* [Data for the task]
=== Section Start ===

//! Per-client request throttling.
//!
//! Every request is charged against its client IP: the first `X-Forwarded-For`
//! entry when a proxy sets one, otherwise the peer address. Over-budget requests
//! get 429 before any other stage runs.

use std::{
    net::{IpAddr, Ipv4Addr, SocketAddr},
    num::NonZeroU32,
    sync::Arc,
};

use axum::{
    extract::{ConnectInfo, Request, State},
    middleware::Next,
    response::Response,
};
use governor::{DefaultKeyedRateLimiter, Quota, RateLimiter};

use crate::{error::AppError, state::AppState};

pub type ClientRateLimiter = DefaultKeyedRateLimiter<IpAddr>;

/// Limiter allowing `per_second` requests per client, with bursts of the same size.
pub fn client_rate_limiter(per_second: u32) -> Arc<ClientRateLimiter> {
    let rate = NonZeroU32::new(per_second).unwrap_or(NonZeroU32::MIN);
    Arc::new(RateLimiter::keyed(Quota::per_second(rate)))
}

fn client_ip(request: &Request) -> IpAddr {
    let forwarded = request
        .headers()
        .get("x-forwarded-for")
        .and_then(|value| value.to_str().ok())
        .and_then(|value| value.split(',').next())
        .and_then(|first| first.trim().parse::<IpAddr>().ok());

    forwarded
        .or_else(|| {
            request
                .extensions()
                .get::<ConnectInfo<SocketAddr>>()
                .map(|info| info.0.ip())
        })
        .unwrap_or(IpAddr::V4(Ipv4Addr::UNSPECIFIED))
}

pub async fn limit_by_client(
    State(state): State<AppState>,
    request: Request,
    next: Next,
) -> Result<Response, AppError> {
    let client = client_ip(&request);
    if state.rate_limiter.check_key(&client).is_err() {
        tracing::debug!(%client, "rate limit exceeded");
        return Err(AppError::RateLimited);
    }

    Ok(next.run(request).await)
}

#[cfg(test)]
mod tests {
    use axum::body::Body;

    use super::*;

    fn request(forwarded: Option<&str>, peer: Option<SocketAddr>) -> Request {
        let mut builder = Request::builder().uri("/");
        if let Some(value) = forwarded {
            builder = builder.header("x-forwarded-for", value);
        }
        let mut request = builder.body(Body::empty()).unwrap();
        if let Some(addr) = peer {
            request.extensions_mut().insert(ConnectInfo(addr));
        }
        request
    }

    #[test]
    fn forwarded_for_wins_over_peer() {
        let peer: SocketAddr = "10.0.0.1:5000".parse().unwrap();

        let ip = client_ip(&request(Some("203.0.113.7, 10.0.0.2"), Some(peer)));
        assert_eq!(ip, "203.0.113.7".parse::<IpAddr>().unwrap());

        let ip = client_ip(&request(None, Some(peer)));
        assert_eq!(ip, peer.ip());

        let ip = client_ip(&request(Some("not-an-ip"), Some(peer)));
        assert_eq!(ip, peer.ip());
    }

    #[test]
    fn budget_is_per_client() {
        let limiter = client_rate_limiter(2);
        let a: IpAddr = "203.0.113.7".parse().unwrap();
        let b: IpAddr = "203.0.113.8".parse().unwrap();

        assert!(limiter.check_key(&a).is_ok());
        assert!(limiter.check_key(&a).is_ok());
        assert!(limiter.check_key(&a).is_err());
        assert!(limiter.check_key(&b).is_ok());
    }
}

=== Section End ===
=== Section Start ===

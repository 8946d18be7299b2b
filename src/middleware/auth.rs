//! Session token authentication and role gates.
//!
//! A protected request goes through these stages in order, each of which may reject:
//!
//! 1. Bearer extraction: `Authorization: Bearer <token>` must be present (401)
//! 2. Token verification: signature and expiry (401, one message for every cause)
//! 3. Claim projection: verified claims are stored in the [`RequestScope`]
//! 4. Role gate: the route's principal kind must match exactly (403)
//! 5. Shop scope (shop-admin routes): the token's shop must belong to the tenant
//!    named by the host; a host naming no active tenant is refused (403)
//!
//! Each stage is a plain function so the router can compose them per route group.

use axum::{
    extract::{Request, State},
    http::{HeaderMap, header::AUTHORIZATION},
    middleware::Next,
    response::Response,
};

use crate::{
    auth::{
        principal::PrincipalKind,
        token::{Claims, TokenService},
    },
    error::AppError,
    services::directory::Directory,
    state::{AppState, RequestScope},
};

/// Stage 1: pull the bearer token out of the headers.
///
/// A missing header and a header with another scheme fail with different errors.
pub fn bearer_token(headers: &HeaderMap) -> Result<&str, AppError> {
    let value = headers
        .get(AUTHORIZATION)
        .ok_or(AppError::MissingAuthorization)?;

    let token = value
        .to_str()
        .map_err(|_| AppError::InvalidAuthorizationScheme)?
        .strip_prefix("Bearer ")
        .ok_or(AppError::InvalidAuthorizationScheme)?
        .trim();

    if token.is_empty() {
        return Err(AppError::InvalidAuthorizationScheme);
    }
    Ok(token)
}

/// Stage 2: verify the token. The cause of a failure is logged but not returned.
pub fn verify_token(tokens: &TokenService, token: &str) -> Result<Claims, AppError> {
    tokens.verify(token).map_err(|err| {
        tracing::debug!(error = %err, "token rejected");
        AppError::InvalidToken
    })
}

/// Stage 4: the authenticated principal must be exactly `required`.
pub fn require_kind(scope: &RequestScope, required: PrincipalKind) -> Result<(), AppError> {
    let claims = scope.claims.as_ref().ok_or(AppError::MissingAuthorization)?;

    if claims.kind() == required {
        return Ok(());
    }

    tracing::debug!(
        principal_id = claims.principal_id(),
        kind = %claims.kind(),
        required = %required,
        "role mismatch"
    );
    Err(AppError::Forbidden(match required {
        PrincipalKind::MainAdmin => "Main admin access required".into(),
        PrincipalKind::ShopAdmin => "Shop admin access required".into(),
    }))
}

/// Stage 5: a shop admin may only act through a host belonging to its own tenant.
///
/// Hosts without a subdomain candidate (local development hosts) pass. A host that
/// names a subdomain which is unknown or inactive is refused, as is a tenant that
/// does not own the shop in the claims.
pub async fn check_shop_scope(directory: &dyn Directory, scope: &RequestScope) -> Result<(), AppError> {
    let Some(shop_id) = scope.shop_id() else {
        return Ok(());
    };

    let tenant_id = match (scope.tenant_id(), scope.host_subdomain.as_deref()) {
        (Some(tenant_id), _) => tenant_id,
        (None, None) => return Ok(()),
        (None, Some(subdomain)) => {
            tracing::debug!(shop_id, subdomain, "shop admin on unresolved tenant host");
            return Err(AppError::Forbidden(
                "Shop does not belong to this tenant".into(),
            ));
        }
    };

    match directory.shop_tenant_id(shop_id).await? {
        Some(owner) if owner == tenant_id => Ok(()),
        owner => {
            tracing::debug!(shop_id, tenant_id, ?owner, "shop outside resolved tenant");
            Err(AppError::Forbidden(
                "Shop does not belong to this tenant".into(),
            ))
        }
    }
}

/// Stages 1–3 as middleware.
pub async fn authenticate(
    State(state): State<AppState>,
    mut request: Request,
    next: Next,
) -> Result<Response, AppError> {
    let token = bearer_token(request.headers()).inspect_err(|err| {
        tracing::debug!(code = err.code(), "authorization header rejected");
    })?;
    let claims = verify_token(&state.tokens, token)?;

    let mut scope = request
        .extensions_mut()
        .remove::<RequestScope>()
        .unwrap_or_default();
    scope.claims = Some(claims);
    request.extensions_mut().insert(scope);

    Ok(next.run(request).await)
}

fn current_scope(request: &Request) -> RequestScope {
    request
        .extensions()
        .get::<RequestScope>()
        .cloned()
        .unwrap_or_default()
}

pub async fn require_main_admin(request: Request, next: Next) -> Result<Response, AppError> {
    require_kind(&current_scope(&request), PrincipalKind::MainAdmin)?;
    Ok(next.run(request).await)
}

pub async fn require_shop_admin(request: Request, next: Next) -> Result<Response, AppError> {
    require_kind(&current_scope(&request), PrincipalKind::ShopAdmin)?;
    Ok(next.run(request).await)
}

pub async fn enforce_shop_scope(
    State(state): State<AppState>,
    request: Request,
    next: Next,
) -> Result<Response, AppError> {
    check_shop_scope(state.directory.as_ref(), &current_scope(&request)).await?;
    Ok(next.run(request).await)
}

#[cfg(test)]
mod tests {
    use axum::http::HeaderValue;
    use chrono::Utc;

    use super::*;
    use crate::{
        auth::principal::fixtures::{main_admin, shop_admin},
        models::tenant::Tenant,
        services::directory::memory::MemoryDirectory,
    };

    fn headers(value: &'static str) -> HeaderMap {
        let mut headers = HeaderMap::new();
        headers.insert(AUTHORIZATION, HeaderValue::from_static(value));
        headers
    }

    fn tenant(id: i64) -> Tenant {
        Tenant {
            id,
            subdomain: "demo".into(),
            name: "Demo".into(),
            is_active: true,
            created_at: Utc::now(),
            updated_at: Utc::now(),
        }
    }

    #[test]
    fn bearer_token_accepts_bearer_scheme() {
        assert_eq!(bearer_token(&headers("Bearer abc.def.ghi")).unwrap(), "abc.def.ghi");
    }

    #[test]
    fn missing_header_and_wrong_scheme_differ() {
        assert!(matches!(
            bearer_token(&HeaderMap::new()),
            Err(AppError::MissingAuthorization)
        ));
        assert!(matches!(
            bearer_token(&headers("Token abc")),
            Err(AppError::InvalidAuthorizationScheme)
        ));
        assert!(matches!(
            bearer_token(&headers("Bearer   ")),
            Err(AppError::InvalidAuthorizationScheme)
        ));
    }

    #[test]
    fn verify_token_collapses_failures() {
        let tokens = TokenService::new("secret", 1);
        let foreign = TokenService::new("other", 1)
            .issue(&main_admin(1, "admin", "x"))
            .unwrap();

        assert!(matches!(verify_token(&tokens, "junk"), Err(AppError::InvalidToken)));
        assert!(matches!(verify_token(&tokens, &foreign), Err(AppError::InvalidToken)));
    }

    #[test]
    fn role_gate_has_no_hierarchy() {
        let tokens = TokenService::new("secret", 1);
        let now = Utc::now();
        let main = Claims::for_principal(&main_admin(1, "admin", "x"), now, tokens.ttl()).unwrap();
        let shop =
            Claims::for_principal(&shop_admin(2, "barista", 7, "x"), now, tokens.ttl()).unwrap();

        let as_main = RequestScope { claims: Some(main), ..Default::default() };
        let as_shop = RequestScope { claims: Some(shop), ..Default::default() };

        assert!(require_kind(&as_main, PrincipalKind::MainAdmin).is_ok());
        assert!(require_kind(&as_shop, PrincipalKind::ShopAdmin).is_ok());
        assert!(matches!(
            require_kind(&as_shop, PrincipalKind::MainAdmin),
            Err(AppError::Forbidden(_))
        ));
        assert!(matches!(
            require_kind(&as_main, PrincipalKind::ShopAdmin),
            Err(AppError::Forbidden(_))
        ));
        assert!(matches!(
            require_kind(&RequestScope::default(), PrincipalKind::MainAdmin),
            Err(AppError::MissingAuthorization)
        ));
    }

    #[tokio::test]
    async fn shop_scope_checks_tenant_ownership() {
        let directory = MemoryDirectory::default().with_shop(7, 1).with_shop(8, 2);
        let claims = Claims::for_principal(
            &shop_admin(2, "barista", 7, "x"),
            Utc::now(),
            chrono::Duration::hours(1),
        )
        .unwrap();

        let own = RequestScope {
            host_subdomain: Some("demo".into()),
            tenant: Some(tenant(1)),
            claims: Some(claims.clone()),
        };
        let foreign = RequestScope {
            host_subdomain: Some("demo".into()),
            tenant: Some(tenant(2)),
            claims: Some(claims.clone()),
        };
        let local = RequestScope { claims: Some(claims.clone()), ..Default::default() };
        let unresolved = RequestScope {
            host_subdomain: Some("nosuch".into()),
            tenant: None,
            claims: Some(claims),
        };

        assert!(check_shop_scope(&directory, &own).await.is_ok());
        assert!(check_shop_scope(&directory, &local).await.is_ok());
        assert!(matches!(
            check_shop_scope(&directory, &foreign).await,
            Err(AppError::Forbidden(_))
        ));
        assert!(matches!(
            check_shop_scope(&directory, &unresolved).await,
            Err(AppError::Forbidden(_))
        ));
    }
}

=== Section End ===
=== Section Start ===

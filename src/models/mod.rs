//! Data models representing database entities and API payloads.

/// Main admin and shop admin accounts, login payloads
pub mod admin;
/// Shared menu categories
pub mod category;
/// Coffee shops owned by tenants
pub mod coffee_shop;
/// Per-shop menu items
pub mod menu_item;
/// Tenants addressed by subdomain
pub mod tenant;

=== Section End ===

* [Directions for this task]
Reproduce word for word the material above, starting with the line that has "Per-client request throttling." and stopping after the line that has "rate = NonZeroU32::new(per_second).unwrap_or(NonZeroU32::MIN);".

* [Response to the task]
//! Per-client request throttling.
//!
//! Every request is charged against its client IP: the first `X-Forwarded-For`
//! entry when a proxy sets one, otherwise the peer address. Over-budget requests
//! get 429 before any other stage runs.

use std::{
    net::{IpAddr, Ipv4Addr, SocketAddr},
    num::NonZeroU32,
    sync::Arc,
};

use axum::{
    extract::{ConnectInfo, Request, State},
    middleware::Next,
    response::Response,
};
use governor::{DefaultKeyedRateLimiter, Quota, RateLimiter};

use crate::{error::AppError, state::AppState};

pub type ClientRateLimiter = DefaultKeyedRateLimiter<IpAddr>;

/// Limiter allowing `per_second` requests per client, with bursts of the same size.
pub fn client_rate_limiter(per_second: u32) -> Arc<ClientRateLimiter> {
    let rate = NonZeroU32::new(per_second).unwrap_or(NonZeroU32::MIN);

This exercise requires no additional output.